* [About this exercise]: Look through the records, and whenever a line includes the word "anonymized", copy it.

****************************************

/// COURSE OUTPUT
///
/// Writes the per-course files (anonymized GPX, stats, elevation chart data,
/// full summary, preview) and the batch-level index.

use std::fs::{self, File};
use std::io::{BufReader, BufWriter};
use std::path::{Path, PathBuf};

use gpx::{write, Gpx, GpxVersion};
use serde::Serialize;
use tracing::debug;

use crate::config::OutputConfig;
use crate::course_catalog::{BatchReport, CourseId};
use crate::course_summary::{CourseStats, CourseSummary, PreviewRing};
use crate::error::BatchError;

/// Pipeline result for one recording, ready to write.
#[derive(Debug, Clone)]
pub struct ProcessedCourse {
    /// Source document, anonymized on write
    pub gpx: Gpx,
    pub summary: CourseSummary,
    pub preview: Option<PreviewRing>,
}

/// Paths of one course's output files.
#[derive(Debug, Clone, PartialEq, Eq)]
pub struct CourseFiles {
    pub dir: PathBuf,
    pub gpx: PathBuf,
    pub stats: PathBuf,
    pub elevation: PathBuf,
    pub course: PathBuf,
    pub preview: PathBuf,
}

impl CourseFiles {
    pub fn new(output_root: &Path, id: &CourseId) -> Self {
        let dir = output_root.join(id.folder_name());
        let stem = id.file_stem();
        CourseFiles {
            gpx: dir.join(format!("{}.gpx", stem)),
            stats: dir.join(format!("{}_stats.json", stem)),
            elevation: dir.join(format!("{}_elevation_data.json", stem)),
            course: dir.join(format!("{}_course.json", stem)),
            preview: dir.join(format!("{}_preview.json", stem)),
            dir,
        }
    }
}

/// Strips identifying metadata and renames every track.
pub fn anonymize(gpx: &Gpx, track_name: &str, creator: &str) -> Gpx {
    let mut out = gpx.clone();
    out.version = GpxVersion::Gpx11;
    out.creator = Some(creator.to_string());

    if let Some(metadata) = out.metadata.as_mut() {
        metadata.name = None;
        metadata.description = None;
        metadata.author = None;
    }

    for track in out.tracks.iter_mut() {
        track.name = Some(track_name.to_string());
        track.description = None;
        track.comment = None;
        track.source = None;
        track.type_ = None;
        track.number = None;
    }

    out
}

fn create(path: &Path) -> Result<BufWriter<File>, BatchError> {
    let file = File::create(path).map_err(|source| BatchError::Io {
        path: path.to_path_buf(),
        source,
    })?;
    Ok(BufWriter::new(file))
}

/// Pretty-printed JSON to `path`.
pub fn write_json<T: Serialize + ?Sized>(path: &Path, value: &T) -> Result<(), BatchError> {
    let writer = create(path)?;
    serde_json::to_writer_pretty(writer, value).map_err(|source| BatchError::Json {
        path: path.to_path_buf(),
        source,
    })
}

fn write_gpx(path: &Path, gpx: &Gpx) -> Result<(), BatchError> {
    let writer = create(path)?;
    write(gpx, writer).map_err(|e| BatchError::GpxWrite {
        path: path.to_path_buf(),
        message: e.to_string(),
    })
}

/// Writes every file for one course and returns their paths.
pub fn write_course(
    output_root: &Path,
    id: &CourseId,
    track_name: &str,
    processed: &ProcessedCourse,
    config: &OutputConfig,
) -> Result<CourseFiles, BatchError> {
    let files = CourseFiles::new(output_root, id);
    fs::create_dir_all(&files.dir).map_err(|source| BatchError::Io {
        path: files.dir.clone(),
        source,
    })?;

    write_gpx(&files.gpx, &anonymize(&processed.gpx, track_name, &config.creator))?;
    write_json(&files.stats, &processed.summary.stats)?;
    write_json(&files.elevation, &processed.summary.profile)?;
    write_json(&files.course, &processed.summary)?;

    match &processed.preview {
        Some(preview) => write_json(&files.preview, preview)?,
        // don't leave a preview from an earlier run next to fresh stats
        None => {
            if files.preview.exists() {
                fs::remove_file(&files.preview).map_err(|source| BatchError::Io {
                    path: files.preview.clone(),
                    source,
                })?;
            }
        }
    }

    debug!("Wrote course files to {}", files.dir.display());
    Ok(files)
}

/// Stats from an earlier run, if present and readable.
pub fn read_cached_stats(path: &Path) -> Option<CourseStats> {
    let file = File::open(path).ok()?;
    match serde_json::from_reader(BufReader::new(file)) {
        Ok(stats) => Some(stats),
        Err(e) => {
            debug!("Ignoring unreadable cached stats {}: {}", path.display(), e);
            None
        }
    }
}

/// One row of `courses.csv`.
#[derive(Debug, Serialize)]
struct CourseRow<'a> {
    id: &'a str,
    name: &'a str,
    year: u16,
    region: &'a str,
    direction: &'static str,
    distance_km: f64,
    elevation_gain_m: f64,
    climb_density_m_per_km: f64,
}

/// Writes `index.json` and `courses.csv` under `output_root`.
pub fn write_index(output_root: &Path, report: &BatchReport) -> Result<(), BatchError> {
    write_json(&output_root.join("index.json"), report)?;

    let mut wtr = csv::Writer::from_path(output_root.join("courses.csv"))?;
    for course in &report.courses {
        wtr.serialize(CourseRow {
            id: &course.id,
            name: &course.name,
            year: course.year,
            region: &course.region,
            direction: course.direction.label(),
            distance_km: course.distance_km,
            elevation_gain_m: course.elevation_gain_m,
            climb_density_m_per_km: course.climb_density_m_per_km,
        })?;
    }
    wtr.flush().map_err(|source| BatchError::Io {
        path: output_root.join("courses.csv"),
        source,
    })?;
    Ok(())
}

****************************************

* [Response to this task]:
/// Writes the per-course files (anonymized GPX, stats, elevation chart data,
    /// Source document, anonymized on write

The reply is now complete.